+++ Source information

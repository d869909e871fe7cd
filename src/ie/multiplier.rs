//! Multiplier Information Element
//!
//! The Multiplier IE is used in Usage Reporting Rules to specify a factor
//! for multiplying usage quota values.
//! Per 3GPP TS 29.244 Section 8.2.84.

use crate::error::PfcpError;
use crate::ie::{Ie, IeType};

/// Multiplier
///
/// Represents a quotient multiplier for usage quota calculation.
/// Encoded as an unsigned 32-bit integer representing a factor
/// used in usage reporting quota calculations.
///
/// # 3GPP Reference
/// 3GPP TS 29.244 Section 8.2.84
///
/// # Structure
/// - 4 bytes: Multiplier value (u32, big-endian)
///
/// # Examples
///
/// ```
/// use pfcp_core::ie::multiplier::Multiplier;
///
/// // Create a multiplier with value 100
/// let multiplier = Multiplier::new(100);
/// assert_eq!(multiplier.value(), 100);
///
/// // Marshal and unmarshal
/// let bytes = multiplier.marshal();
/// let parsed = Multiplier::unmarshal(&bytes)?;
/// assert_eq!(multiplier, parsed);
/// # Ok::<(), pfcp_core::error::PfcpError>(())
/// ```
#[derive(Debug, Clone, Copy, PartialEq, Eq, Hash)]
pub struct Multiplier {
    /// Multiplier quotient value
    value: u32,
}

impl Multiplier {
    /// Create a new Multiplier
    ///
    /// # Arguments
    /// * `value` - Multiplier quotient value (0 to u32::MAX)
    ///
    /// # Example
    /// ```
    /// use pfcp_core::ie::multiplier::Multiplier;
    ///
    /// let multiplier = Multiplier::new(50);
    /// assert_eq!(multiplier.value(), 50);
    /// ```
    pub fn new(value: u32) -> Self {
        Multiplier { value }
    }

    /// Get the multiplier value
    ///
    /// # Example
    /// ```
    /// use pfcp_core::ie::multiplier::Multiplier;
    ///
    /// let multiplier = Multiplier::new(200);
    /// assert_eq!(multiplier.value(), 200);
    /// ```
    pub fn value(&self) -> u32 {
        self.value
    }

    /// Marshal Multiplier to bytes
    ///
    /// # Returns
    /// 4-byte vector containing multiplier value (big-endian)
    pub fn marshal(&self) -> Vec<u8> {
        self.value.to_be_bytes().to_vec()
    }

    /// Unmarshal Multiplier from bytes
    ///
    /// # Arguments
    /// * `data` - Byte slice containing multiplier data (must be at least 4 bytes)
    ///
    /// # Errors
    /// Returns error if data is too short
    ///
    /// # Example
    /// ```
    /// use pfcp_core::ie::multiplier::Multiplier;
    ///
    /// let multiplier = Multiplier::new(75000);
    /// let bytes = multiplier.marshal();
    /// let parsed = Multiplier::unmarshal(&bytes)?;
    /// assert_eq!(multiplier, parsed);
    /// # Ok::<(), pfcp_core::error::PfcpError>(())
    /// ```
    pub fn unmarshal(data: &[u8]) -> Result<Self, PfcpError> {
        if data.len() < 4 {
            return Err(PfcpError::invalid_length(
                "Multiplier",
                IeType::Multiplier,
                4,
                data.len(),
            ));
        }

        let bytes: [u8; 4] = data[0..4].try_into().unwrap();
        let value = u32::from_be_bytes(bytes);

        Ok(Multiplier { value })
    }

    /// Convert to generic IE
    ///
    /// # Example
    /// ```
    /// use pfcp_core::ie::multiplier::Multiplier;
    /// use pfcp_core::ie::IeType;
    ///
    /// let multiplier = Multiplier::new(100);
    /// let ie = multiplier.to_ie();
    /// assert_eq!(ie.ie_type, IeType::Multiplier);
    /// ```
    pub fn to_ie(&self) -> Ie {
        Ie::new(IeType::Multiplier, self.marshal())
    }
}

++++++

What is being asked >>
From the entries above, copy every line where the word "data" shows up.

Expected output >>
    /// * `data` - Byte slice containing multiplier data (must be at least 4 bytes)
    /// Returns error if data is too short
    pub fn unmarshal(data: &[u8]) -> Result<Self, PfcpError> {
        if data.len() < 4 {
                data.len(),
        let bytes: [u8; 4] = data[0..4].try_into().unwrap();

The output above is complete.